=== TASK DATA ===
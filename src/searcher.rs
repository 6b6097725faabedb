//! Searcher façade: picks a cache strategy at construction from a policy
//! value, forwards queries, exposes the last query's I/O count.

use crate::cache::{ContentStrategy, FileStrategy, VectorIndexStrategy};
use crate::error::XdbError;
use std::net::IpAddr;
use std::path::Path;
use std::str::FromStr;
use std::sync::atomic::{AtomicBool, Ordering};
use std::sync::Arc;

/// Which cache strategy a [`Searcher`] should use. Closed set — no other
/// values are accepted.
#[derive(Debug, Clone, Copy, PartialEq, Eq)]
pub enum CachePolicy {
    /// Nothing preloaded; every query reads the vector slot, the segment
    /// records, and the payload from the file. O(1) memory.
    File,
    /// The 524 288-byte vector index is preloaded; segment and payload
    /// reads still go through the file.
    VectorIndex,
    /// The whole xdb file is preloaded, plus the vector index is also
    /// decoded into flat arrays. Zero I/O per query.
    Content,
}

enum Strategy {
    File(FileStrategy),
    VectorIndex(VectorIndexStrategy),
    Content(ContentStrategy),
}

impl Strategy {
    fn search(&self, ip_bytes: &[u8]) -> Result<String, XdbError> {
        match self {
            Strategy::File(s) => s.search(ip_bytes),
            Strategy::VectorIndex(s) => s.search(ip_bytes),
            Strategy::Content(s) => s.search(ip_bytes),
        }
    }

    fn io_count(&self) -> u32 {
        match self {
            Strategy::File(s) => s.io_count(),
            Strategy::VectorIndex(s) => s.io_count(),
            Strategy::Content(s) => s.io_count(),
        }
    }
}

/// Opens an xdb file under one of the three cache policies and answers
/// IP-to-region queries against it.
///
/// Cheap to clone and share across threads: the backing reader and any
/// preloaded arrays live behind an `Arc` and are read-only after
/// construction. The per-query I/O counter is therefore only meaningful for
/// a single, non-concurrent `search` call — see [`Searcher::io_count`].
#[derive(Clone)]
pub struct Searcher {
    strategy: Arc<Strategy>,
    disposed: Arc<AtomicBool>,
}

impl Searcher {
    /// Opens `path` read-only and builds the strategy named by `policy`.
    /// Fails if the file is missing, unreadable, or (for `Content` and
    /// `VectorIndex`) shorter than `header + vector index` (256 + 524 288
    /// bytes).
    pub fn new(policy: CachePolicy, path: impl AsRef<Path>) -> Result<Self, XdbError> {
        let path = path.as_ref();
        let strategy = match policy {
            CachePolicy::File => Strategy::File(FileStrategy::open(path)?),
            CachePolicy::VectorIndex => Strategy::VectorIndex(VectorIndexStrategy::open(path)?),
            CachePolicy::Content => Strategy::Content(ContentStrategy::open(path)?),
        };
        Ok(Self {
            strategy: Arc::new(strategy),
            disposed: Arc::new(AtomicBool::new(false)),
        })
    }

    /// Core entry point: looks up the region owning `ip_bytes` (length 4 or
    /// 16). Returns the empty string when no range matches; returns a
    /// non-empty UTF-8 string on a hit.
    pub fn search(&self, ip_bytes: &[u8]) -> Result<String, XdbError> {
        if self.disposed.load(Ordering::Acquire) {
            return Err(XdbError::Disposed);
        }
        if ip_bytes.len() != 4 && ip_bytes.len() != 16 {
            return Err(XdbError::InvalidIpLength(ip_bytes.len()));
        }
        self.strategy.search(ip_bytes)
    }

    /// Parses `ip` (dotted-quad or colon-hex) and delegates to
    /// [`Searcher::search`].
    pub fn search_str(&self, ip: &str) -> Result<String, XdbError> {
        let addr = IpAddr::from_str(ip)?;
        self.search_addr(addr)
    }

    /// Extracts `addr`'s byte form (4 or 16 bytes) and delegates to
    /// [`Searcher::search`].
    pub fn search_addr(&self, addr: IpAddr) -> Result<String, XdbError> {
        match addr {
            IpAddr::V4(v4) => self.search(&v4.octets()),
            IpAddr::V6(v6) => self.search(&v6.octets()),
        }
    }

    /// I/O cost of the last `search` call. Not meaningful when the same
    /// `Searcher` is queried concurrently from multiple threads (see the
    /// type-level docs).
    pub fn io_count(&self) -> u32 {
        self.strategy.io_count()
    }

    /// Marks this searcher disposed. Idempotent: a second call is a no-op.
    /// Queries issued after disposal fail. The underlying reader and any
    /// preloaded arrays are only actually released once every clone sharing
    /// this searcher's `Arc` is dropped.
    pub fn dispose(&self) {
        self.disposed.store(true, Ordering::Release);
    }
}
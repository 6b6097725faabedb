use criterion::{criterion_group, criterion_main, BenchmarkId, Criterion};
use std::io::Write;
use xdb_region::{CachePolicy, Searcher};

#[path = "../tests/common/mod.rs"]
mod common;

fn fixture_path() -> tempfile::NamedTempFile {
    let mut records = Vec::new();
    for i in 0u8..=255 {
        records.push((
            common::ipv4(10, 0, i, 0),
            common::ipv4(10, 0, i, 255),
            "CN|0|Shanghai|Shanghai|Telecom",
        ));
    }
    let bytes = common::build_xdb(
        4,
        vec![common::Slot {
            row: 10,
            col: 0,
            records,
        }],
    );
    let mut f = tempfile::NamedTempFile::new().expect("create temp xdb");
    f.write_all(&bytes).unwrap();
    f.flush().unwrap();
    f
}

fn bench_policies(c: &mut Criterion) {
    let fixture = fixture_path();
    let mut group = c.benchmark_group("search_ipv4");

    for policy in [CachePolicy::Content, CachePolicy::VectorIndex, CachePolicy::File] {
        let searcher = Searcher::new(policy, fixture.path()).expect("open searcher");
        group.bench_with_input(
            BenchmarkId::from_parameter(format!("{policy:?}")),
            &searcher,
            |b, searcher| {
                b.iter(|| searcher.search_str("10.0.128.77").unwrap());
            },
        );
    }

    group.finish();
}

criterion_group!(benches, bench_policies);
criterion_main!(benches);
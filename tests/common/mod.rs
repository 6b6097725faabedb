//! Builds synthetic xdb byte buffers for tests: a zeroed 256-byte header, a
//! 256x256 vector index, and one or more populated slots of sorted segment
//! records pointing at UTF-8 payloads. Not a general-purpose xdb writer —
//! just enough to exercise the reader/cache/searcher core against known
//! layouts.

pub const HEADER_LEN: usize = 256;
pub const VECTOR_INDEX_LEN: usize = 256 * 256 * 8;

pub struct Slot {
    pub row: u8,
    pub col: u8,
    /// (start_ip, end_ip, payload) in query (network) byte order; the
    /// builder re-encodes start/end into on-disk order per family.
    pub records: Vec<(Vec<u8>, Vec<u8>, &'static str)>,
}

fn encode_ip(bytes: &[u8], ip_len: usize) -> Vec<u8> {
    if ip_len == 4 {
        bytes.iter().rev().cloned().collect()
    } else {
        bytes.to_vec()
    }
}

pub fn build_xdb(ip_len: usize, slots: Vec<Slot>) -> Vec<u8> {
    let mut out = vec![0u8; HEADER_LEN + VECTOR_INDEX_LEN];
    let mut body: Vec<u8> = Vec::new();
    let index_size = 2 * ip_len + 6;

    for slot in &slots {
        let seg_start = HEADER_LEN + VECTOR_INDEX_LEN + body.len();
        let seg_end = seg_start + slot.records.len() * index_size;

        let mut records_bytes = Vec::new();
        let mut payload_section: Vec<u8> = Vec::new();
        for (sip, eip, payload) in &slot.records {
            let stored_sip = encode_ip(sip, ip_len);
            let stored_eip = encode_ip(eip, ip_len);
            assert_eq!(stored_sip.len(), ip_len);
            assert_eq!(stored_eip.len(), ip_len);

            let payload_bytes = payload.as_bytes();
            let data_ptr = (seg_end + payload_section.len()) as u32;
            let data_len = payload_bytes.len() as u16;

            records_bytes.extend_from_slice(&stored_sip);
            records_bytes.extend_from_slice(&stored_eip);
            records_bytes.extend_from_slice(&data_len.to_le_bytes());
            records_bytes.extend_from_slice(&data_ptr.to_le_bytes());

            payload_section.extend_from_slice(payload_bytes);
        }

        body.extend_from_slice(&records_bytes);
        body.extend_from_slice(&payload_section);

        let idx = slot.row as usize * 256 + slot.col as usize;
        let vec_off = HEADER_LEN + idx * 8;
        out[vec_off..vec_off + 4].copy_from_slice(&(seg_start as u32).to_le_bytes());
        out[vec_off + 4..vec_off + 8].copy_from_slice(&(seg_end as u32).to_le_bytes());
    }

    out.extend_from_slice(&body);
    out
}

pub fn ipv4(a: u8, b: u8, c: u8, d: u8) -> Vec<u8> {
    vec![a, b, c, d]
}

pub fn ipv6_from_str(s: &str) -> Vec<u8> {
    use std::net::Ipv6Addr;
    use std::str::FromStr;
    Ipv6Addr::from_str(s).unwrap().octets().to_vec()
}
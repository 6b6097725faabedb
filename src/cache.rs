//! Cache strategies: `Content` (full buffer + preloaded vector index),
//! `VectorIndex` (file-backed + preloaded vector index), `File` (file-backed,
//! nothing preloaded). All three share one binary-search-over-segments
//! algorithm; they differ only in where the vector slot and segment bytes
//! come from.

use crate::error::XdbError;
use crate::reader::{FileReader, FullBufferReader, XdbReader};
use byteorder::{ByteOrder, LE};
use std::cmp::Ordering;
use std::path::Path;

pub(crate) const HEADER_LEN: u64 = 256;
const VECTOR_INDEX_COLS: usize = 256;
const VECTOR_INDEX_SLOTS: usize = VECTOR_INDEX_COLS * VECTOR_INDEX_COLS;
const VECTOR_SLOT_SIZE: usize = 8;
pub(crate) const VECTOR_INDEX_LEN: u64 = (VECTOR_INDEX_SLOTS * VECTOR_SLOT_SIZE) as u64;

/// Stack threshold for the per-query record scratch buffer. The widest
/// record (IPv6, 38 bytes) is well under this.
const RECORD_STACK_LEN: usize = 64;
/// Stack threshold for the region payload; most region strings fit.
const PAYLOAD_STACK_LEN: usize = 256;

/// Compare a query IP against a stored range endpoint, honoring the
/// asymmetric on-disk byte order: IPv6 endpoints are big-endian (the same
/// order as the query), IPv4 endpoints are stored byte-reversed relative to
/// the network-order query.
fn cmp_ip(query: &[u8], stored: &[u8], ip_len: usize) -> Ordering {
    if ip_len == 4 {
        let q = u32::from_be_bytes(query.try_into().unwrap());
        let s = u32::from_le_bytes(stored.try_into().unwrap());
        q.cmp(&s)
    } else {
        let q = u128::from_be_bytes(query.try_into().unwrap());
        let s = u128::from_be_bytes(stored.try_into().unwrap());
        q.cmp(&s)
    }
}

/// Decode the 524 288-byte vector index into two flat u32 arrays indexed by
/// `ip_bytes[0] * 256 + ip_bytes[1]`.
fn decode_vector_index(bytes: &[u8]) -> (Vec<u32>, Vec<u32>) {
    let mut start = Vec::with_capacity(VECTOR_INDEX_SLOTS);
    let mut end = Vec::with_capacity(VECTOR_INDEX_SLOTS);
    for slot in bytes.chunks_exact(VECTOR_SLOT_SIZE) {
        start.push(LE::read_u32(&slot[0..4]));
        end.push(LE::read_u32(&slot[4..8]));
    }
    (start, end)
}

fn vector_slot_preloaded(start: &[u32], end: &[u32], ip_bytes: &[u8]) -> (u32, u32) {
    let idx = ip_bytes[0] as usize * VECTOR_INDEX_COLS + ip_bytes[1] as usize;
    (start[idx], end[idx])
}

fn vector_slot_via_reader(reader: &dyn XdbReader, ip_bytes: &[u8]) -> Result<(u32, u32), XdbError> {
    let idx = ip_bytes[0] as usize * VECTOR_INDEX_COLS + ip_bytes[1] as usize;
    let offset = HEADER_LEN + (idx * VECTOR_SLOT_SIZE) as u64;
    let mut buf = [0u8; VECTOR_SLOT_SIZE];
    reader.read(offset, &mut buf)?;
    Ok((LE::read_u32(&buf[0..4]), LE::read_u32(&buf[4..8])))
}

fn read_payload(reader: &dyn XdbReader, data_ptr: u32, data_len: u16) -> Result<String, XdbError> {
    let len = data_len as usize;
    if len <= PAYLOAD_STACK_LEN {
        let mut buf = [0u8; PAYLOAD_STACK_LEN];
        reader.read(data_ptr as u64, &mut buf[..len])?;
        Ok(String::from_utf8(buf[..len].to_vec())?)
    } else {
        let mut buf = vec![0u8; len];
        reader.read(data_ptr as u64, &mut buf)?;
        Ok(String::from_utf8(buf)?)
    }
}

/// Binary search the fixed-stride segment array in `[s_ptr, e_ptr)` for
/// `ip_bytes`, returning the matching region string or the empty string if
/// no range contains the address.
fn search_segment(
    reader: &dyn XdbReader,
    ip_bytes: &[u8],
    s_ptr: u32,
    e_ptr: u32,
) -> Result<String, XdbError> {
    if e_ptr < s_ptr {
        return Err(XdbError::CorruptIndex);
    }

    let ip_len = ip_bytes.len();
    let index_size = 2 * ip_len + 6;
    let span = (e_ptr - s_ptr) as usize;
    if span % index_size != 0 {
        return Err(XdbError::InvalidFormat);
    }
    let count = span / index_size;
    if count == 0 {
        return Ok(String::new());
    }

    let mut record = [0u8; RECORD_STACK_LEN];
    let rec = &mut record[..index_size];

    let mut low: i64 = 0;
    let mut high: i64 = count as i64 - 1;
    while low <= high {
        let mid = (low + high) >> 1;
        let p = s_ptr as u64 + mid as u64 * index_size as u64;
        reader.read(p, rec)?;

        let sip = &rec[0..ip_len];
        let eip = &rec[ip_len..2 * ip_len];

        if cmp_ip(ip_bytes, sip, ip_len) == Ordering::Less {
            high = mid - 1;
        } else if cmp_ip(ip_bytes, eip, ip_len) == Ordering::Greater {
            low = mid + 1;
        } else {
            let data_len = LE::read_u16(&rec[2 * ip_len..2 * ip_len + 2]);
            let data_ptr = LE::read_u32(&rec[2 * ip_len + 2..2 * ip_len + 6]);
            if data_len == 0 {
                return Ok(String::new());
            }
            return read_payload(reader, data_ptr, data_len);
        }
    }

    Ok(String::new())
}

/// Full file preloaded, vector index also preloaded into flat arrays. No
/// reader I/O is ever issued; `io_count` is always 0.
pub(crate) struct ContentStrategy {
    reader: FullBufferReader,
    vector_start: Vec<u32>,
    vector_end: Vec<u32>,
}

impl ContentStrategy {
    pub(crate) fn open(path: &Path) -> Result<Self, XdbError> {
        let reader = FullBufferReader::open(path)?;
        if (reader.len() as u64) < HEADER_LEN + VECTOR_INDEX_LEN {
            return Err(XdbError::InvalidFormat);
        }
        let vector_bytes = &reader.as_slice()
            [HEADER_LEN as usize..(HEADER_LEN + VECTOR_INDEX_LEN) as usize];
        let (vector_start, vector_end) = decode_vector_index(vector_bytes);
        Ok(Self {
            reader,
            vector_start,
            vector_end,
        })
    }

    pub(crate) fn search(&self, ip_bytes: &[u8]) -> Result<String, XdbError> {
        self.reader.reset_io_count();
        let (s, e) = vector_slot_preloaded(&self.vector_start, &self.vector_end, ip_bytes);
        search_segment(&self.reader, ip_bytes, s, e)
    }

    pub(crate) fn io_count(&self) -> u32 {
        self.reader.io_count()
    }
}

/// File-backed reads, but the vector index is preloaded once at
/// construction. Every query skips the vector I/O and binary-searches
/// segments and reads the payload through the reader.
pub(crate) struct VectorIndexStrategy {
    reader: FileReader,
    vector_start: Vec<u32>,
    vector_end: Vec<u32>,
}

impl VectorIndexStrategy {
    pub(crate) fn open(path: &Path) -> Result<Self, XdbError> {
        let reader = FileReader::open(path)?;
        if reader.len() < HEADER_LEN + VECTOR_INDEX_LEN {
            return Err(XdbError::InvalidFormat);
        }
        let mut vector_bytes = vec![0u8; VECTOR_INDEX_LEN as usize];
        reader.read(HEADER_LEN, &mut vector_bytes)?;
        let (vector_start, vector_end) = decode_vector_index(&vector_bytes);
        reader.reset_io_count();
        Ok(Self {
            reader,
            vector_start,
            vector_end,
        })
    }

    pub(crate) fn search(&self, ip_bytes: &[u8]) -> Result<String, XdbError> {
        self.reader.reset_io_count();
        let (s, e) = vector_slot_preloaded(&self.vector_start, &self.vector_end, ip_bytes);
        search_segment(&self.reader, ip_bytes, s, e)
    }

    pub(crate) fn io_count(&self) -> u32 {
        self.reader.io_count()
    }
}

/// Nothing preloaded. Every query reads the vector slot, the binary-search
/// records, and the payload through the reader.
pub(crate) struct FileStrategy {
    reader: FileReader,
}

impl FileStrategy {
    pub(crate) fn open(path: &Path) -> Result<Self, XdbError> {
        let reader = FileReader::open(path)?;
        if reader.len() < HEADER_LEN {
            return Err(XdbError::InvalidFormat);
        }
        Ok(Self { reader })
    }

    pub(crate) fn search(&self, ip_bytes: &[u8]) -> Result<String, XdbError> {
        self.reader.reset_io_count();
        let (s, e) = vector_slot_via_reader(&self.reader, ip_bytes)?;
        search_segment(&self.reader, ip_bytes, s, e)
    }

    pub(crate) fn io_count(&self) -> u32 {
        self.reader.io_count()
    }
}
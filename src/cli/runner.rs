//! CLI runner - executes commands

use crate::aggregator::PinAggregator;
use crate::cli::commands::{Cli, Commands, OutputFormat, ThemeAction};
use crate::config::PinataConfig;
use crate::error::Result;
use crate::gallery::{filter_by_category, Category};
use crate::pinata::{GatewayClient, PinataClient};
use crate::settings::{SettingsStore, Theme};
use crate::types::{PinnedItem, UploadFile};
use crate::upload::{select_uploads, Uploader};
use std::sync::Arc;
use std::time::Instant;
use tracing::{info, warn};

/// CLI runner
pub struct Runner {
    cli: Cli,
}

impl Runner {
    /// Create a new runner
    pub fn new(cli: Cli) -> Self {
        Self { cli }
    }

    /// Run the CLI command
    pub async fn run(&self) -> Result<()> {
        match &self.cli.command {
            Commands::List { category } => self.list(category.as_deref()).await,
            Commands::Upload { files, category } => {
                self.upload(files, category.as_deref()).await
            }
            Commands::Show { cid } => self.show(cid).await,
            Commands::Theme { action } => {
                let theme = self
                    .theme(action.clone().unwrap_or(ThemeAction::Get))
                    .await?;
                println!("{theme}");
                Ok(())
            }
        }
    }

    /// Load configuration from file (if given) and the environment
    fn load_config(&self) -> Result<PinataConfig> {
        let config = match &self.cli.config {
            Some(path) => PinataConfig::from_file(path)?,
            None => PinataConfig::default(),
        };
        Ok(config.with_env())
    }

    /// Walk the listing and print items
    async fn list(&self, category: Option<&str>) -> Result<()> {
        let category = category
            .map(str::parse::<Category>)
            .transpose()?
            .unwrap_or_default();
        let config = self.load_config()?;
        let client = Arc::new(PinataClient::new(&config)?);

        let aggregator = PinAggregator::new(client)
            .with_page_size(config.page_size)?
            .with_filter(config.cid_prefixes.clone())
            .with_gateway(config.gateway()?);

        let start = Instant::now();
        let outcome = aggregator.fetch_all().await;
        info!(
            items = outcome.items.len(),
            pages = outcome.pages_requested,
            elapsed_ms = start.elapsed().as_millis() as u64,
            "Gallery loaded"
        );

        if let Some(e) = &outcome.error {
            // Partial listings are still shown
            eprintln!("Error fetching uploaded files: {e}");
        }

        let items = filter_by_category(&outcome.items, category);
        if items.is_empty() && self.cli.format == OutputFormat::Pretty {
            println!("No files uploaded yet.");
            return Ok(());
        }
        self.print_items(&items)
    }

    /// Upload the given files concurrently
    async fn upload(&self, paths: &[std::path::PathBuf], category: Option<&str>) -> Result<()> {
        let category = category.map(str::parse::<Category>).transpose()?;
        let config = self.load_config()?;

        let mut files = Vec::with_capacity(paths.len());
        for path in paths {
            files.push(UploadFile::from_path(path).await?);
        }

        let selected = select_uploads(files)?;
        let skipped = paths.len() - selected.len();
        if skipped > 0 {
            warn!(skipped, "Skipping files that are not images under 25 MB");
        }

        let client = PinataClient::new(&config)?;
        let uploader = Uploader::new(client).with_gateway(config.gateway()?);
        let report = uploader.upload_all(&selected, category).await?;

        if report.all_succeeded() {
            println!("{}", report.message);
        } else {
            eprintln!("{}", report.message);
        }
        self.print_items(&report.uploaded)
    }

    /// Print a pinned JSON document. Needs no credentials.
    async fn show(&self, cid: &str) -> Result<()> {
        let config = self.load_config()?;
        let client = GatewayClient::new(&config)?;
        let content = client.fetch_content(cid).await?;

        let rendered = match self.cli.format {
            OutputFormat::Json => serde_json::to_string(&content)?,
            OutputFormat::Pretty => serde_json::to_string_pretty(&content)?,
        };
        println!("{rendered}");
        Ok(())
    }

    /// Apply a theme action and return the resulting theme
    async fn theme(&self, action: ThemeAction) -> Result<Theme> {
        let store = SettingsStore::open(&self.cli.settings).await?;
        match action {
            ThemeAction::Get => Ok(store.theme().await),
            ThemeAction::Set { theme } => {
                let theme: Theme = theme.parse()?;
                store.set_theme(theme).await?;
                Ok(theme)
            }
            ThemeAction::Toggle => store.toggle_theme().await,
        }
    }

    fn print_items(&self, items: &[PinnedItem]) -> Result<()> {
        match self.cli.format {
            OutputFormat::Json => {
                for item in items {
                    println!("{}", serde_json::to_string(item)?);
                }
            }
            OutputFormat::Pretty => {
                for (index, item) in items.iter().enumerate() {
                    println!("{}", pretty_line(index, item));
                }
            }
        }
        Ok(())
    }
}

fn pretty_line(index: usize, item: &PinnedItem) -> String {
    let mut line = format!("{:>3}. {}  {}", index + 1, item.original_name, item.display_url);
    if let Some(category) = item
        .category
        .as_deref()
        .and_then(|c| c.parse::<Category>().ok())
    {
        line.push_str(&format!("  [{category}]"));
    }
    line
}
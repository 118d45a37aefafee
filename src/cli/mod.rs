//! CLI module
//!
//! Command-line interface for the gallery.
//!
//! # Commands
//!
//! - `list` - Walk the pin listing and print gallery items
//! - `upload` - Upload images concurrently
//! - `show` - Print a pinned JSON document
//! - `theme` - Read or change the theme preference

mod commands;
mod runner;

pub use commands::{Cli, Commands, OutputFormat, ThemeAction};
pub use runner::Runner;
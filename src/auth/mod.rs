//! Authentication module
//!
//! Supports: API key pair headers, Bearer JWT, Custom Headers
//!
//! The pinning service accepts either its classic key pair (two static
//! headers) or a scoped JWT sent as a bearer token.

mod authenticator;
mod types;

pub use authenticator::Authenticator;
pub use types::{AuthConfig, API_KEY_HEADER, SECRET_KEY_HEADER};
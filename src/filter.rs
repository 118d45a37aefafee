//! Content identifier filtering
//!
//! The listing endpoint returns every pin on the account. Only rows whose
//! identifier carries one of the configured prefixes belong to the gallery.

use serde::{Deserialize, Serialize};

/// Prefix of base58 CIDv0 identifiers
pub const CID_V0_PREFIX: &str = "Qm";

/// Prefix of base32 CIDv1 identifiers
pub const CID_V1_PREFIX: &str = "ba";

/// Identifier-prefix predicate
#[derive(Debug, Clone, PartialEq, Eq, Serialize, Deserialize)]
#[serde(transparent)]
pub struct CidFilter {
    prefixes: Vec<String>,
}

impl CidFilter {
    /// Accept identifiers starting with any of `prefixes`
    pub fn new<I, S>(prefixes: I) -> Self
    where
        I: IntoIterator<Item = S>,
        S: Into<String>,
    {
        Self {
            prefixes: prefixes.into_iter().map(Into::into).collect(),
        }
    }

    /// CIDv0 only
    pub fn v0() -> Self {
        Self::new([CID_V0_PREFIX])
    }

    /// CIDv1 only
    pub fn v1() -> Self {
        Self::new([CID_V1_PREFIX])
    }

    /// Whether `content_id` passes. An empty prefix list matches nothing.
    pub fn matches(&self, content_id: &str) -> bool {
        self.prefixes
            .iter()
            .any(|prefix| content_id.starts_with(prefix.as_str()))
    }

    pub fn prefixes(&self) -> &[String] {
        &self.prefixes
    }
}

impl Default for CidFilter {
    fn default() -> Self {
        Self::v0()
    }
}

=== TASK ===
The task calls for all lines in the entries that hold "after".

=== RESULT ===
/// preloaded arrays live behind an `Arc` and are read-only after
    /// Queries issued after disposal fail. The underlying reader and any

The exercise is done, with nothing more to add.